IT was a rainy night in London. Connor, who had preferred it so, turned into the side door of a little restaurant in Soho, mounted the narrow stairs and knocked on a door. He heard a chair move and the snap of the lock as the door was opened.

Soapy Marks was there alone.

‘Did you see him?’ asked Connor eagerly.

‘O’Shea? Yes, I met him on the Embankment. Have you seen the newspapers?’

Connor grinned.

‘I’m glad those birds didn’t die,’ he said.

Mr Marks sneered.

‘Your humanity is very creditable, my dear friend,’ he said.

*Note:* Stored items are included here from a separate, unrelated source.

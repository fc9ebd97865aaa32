use glam::{Vec2, Vec3};
use serde::{Deserialize, Serialize};
use tracing::{info, warn};

use super::actor::{Actor, CharacterBody, CrouchSettings};
use super::camera::{LookOrientation, PitchRange, Viewpoint, YawPolicy};
use super::pointer::DEFAULT_POINTER_SENSITIVITY;
use super::source::{InputBackend, InputMode, InputSource};
use super::touch_input::{TouchInput, DEFAULT_TOUCH_SENSITIVITY};
use super::validate::{positive_or_default, WarnOnce};
use crate::app::{CursorMode, FrameContext};

pub const DEFAULT_WALK_SPEED: f32 = 5.0;
pub const DEFAULT_GRAVITY: f32 = -9.81;
pub const DEFAULT_EYE_HEIGHT: f32 = 1.6;
/// Vertical speed held while grounded so the body keeps touching the floor.
pub const GROUNDED_VERTICAL_SPEED: f32 = -2.0;

#[derive(Debug, Clone, PartialEq, Serialize, Deserialize)]
#[serde(default)]
pub struct ControllerSettings {
    pub walk_speed: f32,
    pub gravity: f32,
    pub pointer_sensitivity: f32,
    pub touch_sensitivity: f32,
    pub pitch: PitchRange,
    pub eye_height: f32,
    pub yaw_policy: YawPolicy,
}

impl Default for ControllerSettings {
    fn default() -> Self {
        Self {
            walk_speed: DEFAULT_WALK_SPEED,
            gravity: DEFAULT_GRAVITY,
            pointer_sensitivity: DEFAULT_POINTER_SENSITIVITY,
            touch_sensitivity: DEFAULT_TOUCH_SENSITIVITY,
            pitch: PitchRange::default(),
            eye_height: DEFAULT_EYE_HEIGHT,
            yaw_policy: YawPolicy::Wrapped,
        }
    }
}

impl ControllerSettings {
    pub(crate) fn validated(self) -> Self {
        Self {
            walk_speed: positive_or_default("walk_speed", self.walk_speed, DEFAULT_WALK_SPEED),
            gravity: if self.gravity.is_finite() {
                self.gravity
            } else {
                warn!(
                    value = self.gravity,
                    default = DEFAULT_GRAVITY,
                    "gravity must be finite; reset to default"
                );
                DEFAULT_GRAVITY
            },
            pointer_sensitivity: positive_or_default(
                "pointer_sensitivity",
                self.pointer_sensitivity,
                DEFAULT_POINTER_SENSITIVITY,
            ),
            touch_sensitivity: positive_or_default(
                "touch_sensitivity",
                self.touch_sensitivity,
                DEFAULT_TOUCH_SENSITIVITY,
            ),
            pitch: self.pitch.validated(),
            eye_height: positive_or_default("eye_height", self.eye_height, DEFAULT_EYE_HEIGHT),
            yaw_policy: self.yaw_policy.validated(),
        }
    }
}

/// Notifications a controller hands to its owner; the owner decides the effect.
#[derive(Debug, Clone, PartialEq, Eq)]
pub enum PlayerSignal {
    Pause,
    Interact,
    OpenCamera,
    Action(String),
}

/// First-person controller: one input backend driving an [`Actor`] and a
/// free-look viewpoint.
pub struct PlayerController<B> {
    settings: ControllerSettings,
    mode: InputMode,
    input: InputBackend,
    actor: Actor<B>,
    orientation: LookOrientation,
    viewpoint: Option<Viewpoint>,
    vertical_velocity: f32,
    pause_held: bool,
    missing_viewpoint: WarnOnce,
}

impl<B: CharacterBody> PlayerController<B> {
    pub fn new(
        body: B,
        settings: ControllerSettings,
        crouch: CrouchSettings,
        mode: InputMode,
    ) -> Self {
        let settings = settings.validated();
        let input = InputBackend::for_mode(
            mode,
            settings.pointer_sensitivity,
            settings.touch_sensitivity,
        );
        info!(input = input.kind(), "player_controller_activated");
        Self {
            settings,
            mode,
            input,
            actor: Actor::new(body, crouch),
            orientation: LookOrientation::default(),
            viewpoint: None,
            vertical_velocity: 0.0,
            pause_held: false,
            missing_viewpoint: WarnOnce::default(),
        }
    }

    /// Creates the viewpoint at eye height above the body.
    pub fn attach_viewpoint(&mut self) {
        self.viewpoint = Some(self.eye_viewpoint());
        self.missing_viewpoint.reset();
    }

    pub fn detach_viewpoint(&mut self) {
        self.viewpoint = None;
    }

    /// Runs one tick and returns the notifications raised during it, in order.
    pub fn update(&mut self, ctx: &FrameContext<'_>) -> Vec<PlayerSignal> {
        let mut signals = Vec::new();

        // A held pause gesture raises one notification.
        let pause = self.input.pause(ctx);
        if pause && !self.pause_held {
            info!("pause_requested");
            signals.push(PlayerSignal::Pause);
        }
        self.pause_held = pause;

        if self.actor.can_move() && self.viewpoint.is_some() {
            self.apply_movement(ctx);
            self.apply_look(ctx);
            self.viewpoint = Some(self.eye_viewpoint());
        } else {
            if self.actor.can_move() && self.missing_viewpoint.should_warn() {
                warn!("player controller has no viewpoint; movement skipped until one is attached");
            }
            self.input.track_look(ctx);
        }

        if self.input.crouch(ctx) {
            self.actor.toggle_crouch();
        }

        if self.input.interact(ctx) {
            info!("interact_requested");
            signals.push(PlayerSignal::Interact);
        }

        signals
    }

    /// Entry point for the on-screen crouch button.
    pub fn on_crouch_button(&mut self) {
        self.actor.toggle_crouch();
        if self.viewpoint.is_some() {
            self.viewpoint = Some(self.eye_viewpoint());
        }
    }

    /// Places the body and faces the given direction; used when a scene spawns the player.
    pub fn teleport(&mut self, position: Vec3, orientation: LookOrientation) {
        self.actor.move_to(position);
        self.orientation = LookOrientation::new(
            self.settings.yaw_policy.apply(orientation.yaw),
            self.settings.pitch.apply(orientation.pitch),
        );
        self.vertical_velocity = 0.0;
        if self.viewpoint.is_some() {
            self.viewpoint = Some(self.eye_viewpoint());
        }
    }

    pub fn cursor_mode(&self) -> CursorMode {
        match self.mode {
            InputMode::Pointer => CursorMode::Locked,
            InputMode::Touch => CursorMode::Free,
        }
    }

    pub fn input_mode(&self) -> InputMode {
        self.mode
    }

    /// Joystick and dead-zone wiring for the touch backend; `None` otherwise.
    pub fn touch_input_mut(&mut self) -> Option<&mut TouchInput> {
        self.input.as_touch_mut()
    }

    pub fn actor(&self) -> &Actor<B> {
        &self.actor
    }

    pub fn actor_mut(&mut self) -> &mut Actor<B> {
        &mut self.actor
    }

    pub fn viewpoint(&self) -> Option<&Viewpoint> {
        self.viewpoint.as_ref()
    }

    pub fn orientation(&self) -> LookOrientation {
        self.orientation
    }

    pub fn settings(&self) -> &ControllerSettings {
        &self.settings
    }

    pub fn vertical_velocity(&self) -> f32 {
        self.vertical_velocity
    }

    fn apply_movement(&mut self, ctx: &FrameContext<'_>) {
        let Some(viewpoint) = self.viewpoint else {
            return;
        };
        let input: Vec2 = self.input.movement(ctx);
        let (forward, right) = viewpoint.horizontal_basis();
        let horizontal = (forward * input.y + right * input.x) * self.settings.walk_speed;

        self.vertical_velocity = if self.actor.body().is_grounded() {
            GROUNDED_VERTICAL_SPEED
        } else {
            self.vertical_velocity + self.settings.gravity * ctx.dt_seconds
        };

        let displacement = (horizontal + Vec3::Y * self.vertical_velocity) * ctx.dt_seconds;
        self.actor.body_mut().move_by(displacement);
    }

    fn apply_look(&mut self, ctx: &FrameContext<'_>) {
        let look = self.input.look(ctx);
        self.orientation.yaw = self.settings.yaw_policy.apply(self.orientation.yaw + look.x);
        self.orientation.pitch = self.settings.pitch.apply(self.orientation.pitch - look.y);
    }

    /// Eye height follows the capsule so crouching lowers the view.
    fn eye_viewpoint(&self) -> Viewpoint {
        let standing = self.actor.standing_capsule().height;
        let scale = if standing > 0.0 {
            self.actor.capsule().height / standing
        } else {
            1.0
        };
        let eye = self.actor.body().position() + Vec3::Y * self.settings.eye_height * scale;
        Viewpoint::new(eye, self.orientation)
    }
}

On the table was a newspaper, and the big headlines stared out, almost shouted their excitement.

GREATEST GOLD ROBBERY OF OUR TIME.

THREE TONS OF GOLD DISAPPEAR BETWEEN SOUTHAMPTON AND LONDON.

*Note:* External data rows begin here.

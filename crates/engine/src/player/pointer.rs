use glam::Vec2;

use super::source::InputSource;
use super::validate::positive_or_default;
use crate::app::{FrameContext, InputAction};

pub const DEFAULT_POINTER_SENSITIVITY: f32 = 2.0;

/// Keyboard and mouse.
#[derive(Debug, Clone)]
pub struct PointerInput {
    sensitivity: f32,
}

impl Default for PointerInput {
    fn default() -> Self {
        Self::new(DEFAULT_POINTER_SENSITIVITY)
    }
}

impl PointerInput {
    pub fn new(sensitivity: f32) -> Self {
        Self {
            sensitivity: positive_or_default(
                "pointer_sensitivity",
                sensitivity,
                DEFAULT_POINTER_SENSITIVITY,
            ),
        }
    }

    pub fn sensitivity(&self) -> f32 {
        self.sensitivity
    }
}

fn axis(ctx: &FrameContext<'_>, negative: InputAction, positive: InputAction) -> f32 {
    let mut value = 0.0;
    if ctx.input.is_down(negative) {
        value -= 1.0;
    }
    if ctx.input.is_down(positive) {
        value += 1.0;
    }
    value
}

impl InputSource for PointerInput {
    fn movement(&self, ctx: &FrameContext<'_>) -> Vec2 {
        let raw = Vec2::new(
            axis(ctx, InputAction::MoveLeft, InputAction::MoveRight),
            axis(ctx, InputAction::MoveBack, InputAction::MoveForward),
        );
        if raw.length_squared() > 1.0 {
            raw.normalize()
        } else {
            raw
        }
    }

    fn look(&mut self, ctx: &FrameContext<'_>) -> Vec2 {
        ctx.input.pointer_delta() * self.sensitivity
    }

    fn interact(&self, ctx: &FrameContext<'_>) -> bool {
        ctx.input.was_pressed(InputAction::Interact) || ctx.input.primary_click_pressed()
    }

    fn pause(&self, ctx: &FrameContext<'_>) -> bool {
        ctx.input.was_pressed(InputAction::Pause)
    }

    fn crouch(&self, ctx: &FrameContext<'_>) -> bool {
        ctx.input.was_pressed(InputAction::Crouch)
    }
}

DEAD ROBBER FOUND BY THE ROADSIDE.

THE VANISHED LORRY.

In the early hours of yesterday morning a daring outrage was committed which might have led to the death of six members of the C.I.D., and resulted in the loss to the Bank of England of gold valued at half a million pounds.

The Aritania , which arrived in Southampton last night, brought a heavy consignment of gold from Australia, and in order that this should be removed to London with the least possible ostentation, it was arranged that a lorry carrying the treasure should leave Southampton at three o’clock in the morning, arriving in London before the normal flow of traffic started. At a spot near Felsted Wood the road runs down into a depression and through a deep cutting. Evidently this had been laid with gas, and the car dashed into what was practically a lethal chamber without warning.

That an attack was projected, however, was revealed to the guard before they reached the fatal spot. A man sprang out from a hedge and shot at the trolley. The detectives in charge of the convoy immediately replied, and the man was later found in a dying condition. He made no statement except to mention a name which is believed to be that of the leader of the gang.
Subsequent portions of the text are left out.